**Records for this exercise**
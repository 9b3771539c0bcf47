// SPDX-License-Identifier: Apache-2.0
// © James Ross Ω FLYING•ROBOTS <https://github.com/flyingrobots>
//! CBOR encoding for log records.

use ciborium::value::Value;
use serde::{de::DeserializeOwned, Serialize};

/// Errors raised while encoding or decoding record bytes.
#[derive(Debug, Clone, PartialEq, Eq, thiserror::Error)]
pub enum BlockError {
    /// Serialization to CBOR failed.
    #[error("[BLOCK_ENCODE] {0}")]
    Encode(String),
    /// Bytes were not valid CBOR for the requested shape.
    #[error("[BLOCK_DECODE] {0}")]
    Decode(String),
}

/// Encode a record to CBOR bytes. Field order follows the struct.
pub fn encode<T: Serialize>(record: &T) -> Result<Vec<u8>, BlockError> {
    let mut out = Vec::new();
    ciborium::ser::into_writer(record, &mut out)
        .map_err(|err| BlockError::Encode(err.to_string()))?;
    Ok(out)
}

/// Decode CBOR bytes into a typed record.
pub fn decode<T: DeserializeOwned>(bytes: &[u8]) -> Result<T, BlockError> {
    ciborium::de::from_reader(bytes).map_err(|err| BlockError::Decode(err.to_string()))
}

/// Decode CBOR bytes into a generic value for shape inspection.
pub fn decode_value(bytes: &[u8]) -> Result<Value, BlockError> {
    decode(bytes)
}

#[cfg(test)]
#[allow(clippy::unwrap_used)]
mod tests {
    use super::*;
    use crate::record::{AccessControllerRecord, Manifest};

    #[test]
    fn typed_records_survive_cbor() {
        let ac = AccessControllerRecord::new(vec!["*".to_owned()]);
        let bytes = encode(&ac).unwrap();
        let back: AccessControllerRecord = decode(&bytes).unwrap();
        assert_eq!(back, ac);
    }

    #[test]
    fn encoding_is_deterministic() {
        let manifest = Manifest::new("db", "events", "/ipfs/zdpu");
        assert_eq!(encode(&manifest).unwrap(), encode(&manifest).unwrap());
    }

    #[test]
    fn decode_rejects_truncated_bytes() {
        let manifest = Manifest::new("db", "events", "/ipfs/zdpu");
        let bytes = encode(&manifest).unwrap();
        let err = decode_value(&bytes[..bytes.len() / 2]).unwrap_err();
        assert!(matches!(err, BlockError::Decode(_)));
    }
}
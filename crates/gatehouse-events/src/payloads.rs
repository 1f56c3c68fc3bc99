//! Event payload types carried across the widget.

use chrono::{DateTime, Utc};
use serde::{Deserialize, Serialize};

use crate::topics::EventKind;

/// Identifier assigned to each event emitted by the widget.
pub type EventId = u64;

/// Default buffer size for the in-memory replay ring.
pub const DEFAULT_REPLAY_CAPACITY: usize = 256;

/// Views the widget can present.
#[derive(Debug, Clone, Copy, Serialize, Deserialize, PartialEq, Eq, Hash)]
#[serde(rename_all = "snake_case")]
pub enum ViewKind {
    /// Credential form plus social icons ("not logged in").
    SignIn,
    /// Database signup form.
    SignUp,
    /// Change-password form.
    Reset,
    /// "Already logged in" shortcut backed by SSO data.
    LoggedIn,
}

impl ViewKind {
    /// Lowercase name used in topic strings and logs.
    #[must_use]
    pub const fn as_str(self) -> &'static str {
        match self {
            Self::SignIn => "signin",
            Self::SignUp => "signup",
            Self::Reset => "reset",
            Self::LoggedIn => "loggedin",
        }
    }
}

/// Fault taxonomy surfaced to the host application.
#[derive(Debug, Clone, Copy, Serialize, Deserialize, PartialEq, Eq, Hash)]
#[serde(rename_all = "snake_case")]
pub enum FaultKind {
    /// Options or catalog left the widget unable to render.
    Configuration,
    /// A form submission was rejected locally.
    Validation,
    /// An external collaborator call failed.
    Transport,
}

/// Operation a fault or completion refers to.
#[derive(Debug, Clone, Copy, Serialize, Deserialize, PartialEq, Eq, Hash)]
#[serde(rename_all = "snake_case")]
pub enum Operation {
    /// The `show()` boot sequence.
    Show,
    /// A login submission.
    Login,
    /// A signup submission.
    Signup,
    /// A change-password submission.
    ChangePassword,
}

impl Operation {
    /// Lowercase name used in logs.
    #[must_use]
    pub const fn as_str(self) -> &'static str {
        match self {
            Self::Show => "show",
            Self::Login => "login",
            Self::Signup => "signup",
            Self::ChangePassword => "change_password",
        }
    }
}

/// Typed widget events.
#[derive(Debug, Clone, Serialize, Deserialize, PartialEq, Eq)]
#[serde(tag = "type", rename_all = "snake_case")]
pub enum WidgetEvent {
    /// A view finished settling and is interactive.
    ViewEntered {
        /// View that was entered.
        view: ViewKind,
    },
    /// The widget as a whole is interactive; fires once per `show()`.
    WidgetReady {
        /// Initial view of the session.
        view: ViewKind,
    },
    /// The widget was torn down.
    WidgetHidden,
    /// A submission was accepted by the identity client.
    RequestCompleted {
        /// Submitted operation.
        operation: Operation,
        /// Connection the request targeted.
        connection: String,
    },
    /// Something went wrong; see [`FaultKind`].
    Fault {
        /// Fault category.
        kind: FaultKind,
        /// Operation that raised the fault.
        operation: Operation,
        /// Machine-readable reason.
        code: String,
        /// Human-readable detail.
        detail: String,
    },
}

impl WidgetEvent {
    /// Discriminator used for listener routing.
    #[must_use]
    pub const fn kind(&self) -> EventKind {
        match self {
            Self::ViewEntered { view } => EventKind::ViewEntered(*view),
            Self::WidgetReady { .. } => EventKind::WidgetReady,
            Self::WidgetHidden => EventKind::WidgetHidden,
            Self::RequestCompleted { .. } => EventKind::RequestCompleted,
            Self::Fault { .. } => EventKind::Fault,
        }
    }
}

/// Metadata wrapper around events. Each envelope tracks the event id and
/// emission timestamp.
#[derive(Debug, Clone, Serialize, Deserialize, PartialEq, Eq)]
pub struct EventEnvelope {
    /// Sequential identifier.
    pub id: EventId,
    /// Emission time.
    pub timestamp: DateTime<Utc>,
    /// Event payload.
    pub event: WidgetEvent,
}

**Task statement**
The lines to copy are those in the listing that contain the word "Result".

**Answer to this task**
pub fn encode<T: Serialize>(record: &T) -> Result<Vec<u8>, BlockError> {
pub fn decode<T: DeserializeOwned>(bytes: &[u8]) -> Result<T, BlockError> {
pub fn decode_value(bytes: &[u8]) -> Result<Value, BlockError> {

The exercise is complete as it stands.